Were the seeds planted? That’s the key thing about heel turns, I’ve learned from a half-decade of following professional wrestling intently. Sure, you can take a good guy and make him evil out of nowhere for the cheap heat it generates in the crowd. But the best turncloaks showed hints of turning those cloaks long before — a sharp glance, a pointed silence, studied ambiguity in their words. That way, even if you never saw it coming, you can go back and review and realize that, on some level, you knew it all along. It’s as satisfying as it is surprising.

So, were the seeds of Hank Prior’s murderous corruption planted, before he turned his gun on Liz Danvers and got his brains blown out by his own son at the end of this week’s True Detective? Depends on how charitable you want to be. It’s true that he slow-walked returning the Annie K. files to Liz, forcing Pete to steal them for her. It’s true he was pissed about it when he found out. It’s true that he’s a good ol’ boy compared to the other cops, somehow. And it’s true he resents Liz for being his boss, and also being an asshole.

But none of that necessarily points in the direction of him taking direct assassination orders from mine owner Kate McKitterick, as well as serving as an accessory after the fact in the murder of Annie K. herself. He and Liz wouldn’t get along at the best of times given their personalities, and having her brought in over your head to become chief isn’t the best of times. Of course he resents her, of course he protests by slacking on the job. Does that get you to murder for hire? I’m not sure it does for me.

TRUE DETECTIVE 405 HANK HACKING INTO THE ICE WITH A PICKAXE

I honestly do see what co-writer and director Issa López was up to with Hank’s mini-arc in this episode. The scene where Pete hears his lonesome dad singing and playing the guitar for the first time in his life is one of the most quietly moving things we’ve seen all season. Same with the flashback of him hacking a hole in the ice to save his drowning, freezing son. Revealing him to be a colossal shitbird after we’ve spent most of the season thinking of him as a kind of hapless cringe-comedy character and most of this episode actually learning to love him a little packs a wallop, it really does. 

But the Annie K. revelation was the bridge too far here. Just callously announcing you participated in the brutal murder that started it all, in front of a son you just said a minute ago had been turned against you by the woman you’re pointing a gun at? The Hank we’ve seen until now has shown no signs at all of being either that cruel or that stupid. 

I know that this episode is set on December 31st and the time for Festivus has passed, but let’s air some more grievances none the less. Kali Reis, for instance — who is excellent, by the way — would be better served by material that gave her a chance to do something other than stoically grieve, angrily scowl, or do the sun-peeks-out-from-behind-a-cloud smile afterwards.
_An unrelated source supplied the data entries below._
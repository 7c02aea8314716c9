pub mod availability_filter;
pub mod metric_resolver;
pub mod player_scorer;
pub mod ranker;
pub mod tiers;
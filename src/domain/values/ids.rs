/// Player identifier as issued by the data provider.
pub type CompetitorId = u32;

/// Team identifier as issued by the data provider.
pub type TeamId = u32;

/// Gameweek identifier. Ids increase chronologically, so ordering by id is
/// ordering by time.
pub type PeriodId = u32;

pub type ForecastId = String;
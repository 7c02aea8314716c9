pub mod forecast_source;
pub mod ids;
pub mod metric;
pub mod position;
pub mod recency;
pub mod scorable_rules;
pub mod strategy_config;
pub mod tier;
Finn Bennett is given so much more to do as Pete — he’s a different person in his relationships with his dad, his wife, his kid, and his boss just for starters — that I find myself much more drawn to him, especially after what he was forced to do this episode. Navarro’s is it mental powers or mental illness journey being an unscary retread of countless such stories doesn’t help either. 

TRUE DETECTIVE 405 HUGGING THE URN

Emphasis on unscary. The pointing, open-mouthed ghosts, the spectral whispers, the moody blue lighting…it’s about as frightening as The Ghost Whisperer. In general, it’s just not that intriguing a show to look at, unless you like teal tint. 
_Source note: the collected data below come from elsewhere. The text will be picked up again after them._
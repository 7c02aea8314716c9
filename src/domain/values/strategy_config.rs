//! Strategy configuration.
//!
//! A strategy is a weighted sum of terms:
//!
//! - [`PerformanceTerm`]: a recency-weighted average of a metric over the most
//!   recent periods in which the player was available
//! - [`FixtureTerm`]: a forward-looking fixture metric for the target period
//! - [`AvailabilityTerm`]: a multiplier (and floor penalty) driven by the
//!   player's chance of playing in the target period
//!
//! Configs are parsed and validated once, up front. Scoring code never sees
//! an unvalidated config.

use serde::{Deserialize, Serialize};

use crate::domain::error::DomainError;
use crate::domain::values::metric::Metric;
use crate::domain::values::recency::Recency;

#[derive(Debug, Clone, PartialEq, Serialize, Deserialize)]
#[serde(deny_unknown_fields)]
pub struct PerformanceTerm {
    pub metric: Metric,
    pub weight: f64,
    /// Number of available prior periods to average over.
    pub lookback: usize,
    #[serde(default)]
    pub recency: Recency,
    /// Minimum chance of playing (0–100) for a past period to count as
    /// available. Missing means every past period counts.
    #[serde(default, skip_serializing_if = "Option::is_none")]
    pub min_availability: Option<u8>,
}

impl PerformanceTerm {
    pub fn min_availability(&self) -> u8 {
        self.min_availability.unwrap_or(0)
    }
}

#[derive(Debug, Clone, PartialEq, Serialize, Deserialize)]
#[serde(deny_unknown_fields)]
pub struct FixtureTerm {
    pub metric: Metric,
    pub weight: f64,
}

#[derive(Debug, Clone, PartialEq, Serialize, Deserialize)]
#[serde(deny_unknown_fields)]
pub struct AvailabilityTerm {
    pub weight: f64,
}

#[derive(Debug, Clone, PartialEq, Default, Serialize, Deserialize)]
#[serde(deny_unknown_fields)]
pub struct StrategyConfig {
    #[serde(default)]
    pub performance: Vec<PerformanceTerm>,
    #[serde(default)]
    pub fixture: Vec<FixtureTerm>,
    #[serde(default, skip_serializing_if = "Option::is_none")]
    pub availability: Option<AvailabilityTerm>,
}

impl StrategyConfig {
    /// Parse and validate a JSON strategy config.
    ///
    /// Unknown metrics, unknown recency schemes and unknown fields fail here,
    /// before any scoring runs.
    pub fn from_json(json: &str) -> Result<Self, DomainError> {
        let config: StrategyConfig = serde_json::from_str(json)
            .map_err(|e| DomainError::Config(format!("Invalid strategy config: {e}")))?;
        config.validate()?;
        Ok(config)
    }

    pub fn to_json(&self) -> Result<String, DomainError> {
        Ok(serde_json::to_string(self)?)
    }

    pub fn validate(&self) -> Result<(), DomainError> {
        if self.performance.is_empty() && self.fixture.is_empty() {
            return Err(DomainError::Config(
                "Strategy needs at least one performance or fixture term".into(),
            ));
        }

        for (i, term) in self.performance.iter().enumerate() {
            check_weight(term.weight, &format!("performance[{i}].weight"))?;
            if term.lookback == 0 {
                return Err(DomainError::Config(format!(
                    "performance[{i}].lookback must be at least 1"
                )));
            }
            if let Some(min) = term.min_availability {
                if min > 100 {
                    return Err(DomainError::Config(format!(
                        "performance[{i}].min_availability must be 0-100, got {min}"
                    )));
                }
            }
        }

        for (i, term) in self.fixture.iter().enumerate() {
            check_weight(term.weight, &format!("fixture[{i}].weight"))?;
            if !term.metric.is_fixture() {
                return Err(DomainError::Config(format!(
                    "fixture[{i}].metric '{}' is not a fixture metric (use expected_goals_for or expected_goals_against)",
                    term.metric
                )));
            }
        }

        if let Some(term) = &self.availability {
            check_weight(term.weight, "availability.weight")?;
        }

        Ok(())
    }
}

fn check_weight(weight: f64, field: &str) -> Result<(), DomainError> {
    if !weight.is_finite() {
        return Err(DomainError::Config(format!("{field} must be a finite number")));
    }
    Ok(())
}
The music selection remains brutally bad. Why on earth wouldn’t you let us just sit with the sounds of horror and grief in that room in Liz’s house where Pete kills his father after his father kills valuable witness Otis Reiss (Klaus Tange)? Why hit us with lyrics as sledgehammer blunt as “we live and die by pretty lies, we know it, we both know it,” as Pete and Liz, his fellow killer cop with a secret, hug each other? And why in god’s name would you use a spooky cover of freaking “Save Tonight” by Eagle Eye Cherry to send us off until the final episode next week? It feels like a very specific sketch comedy gag.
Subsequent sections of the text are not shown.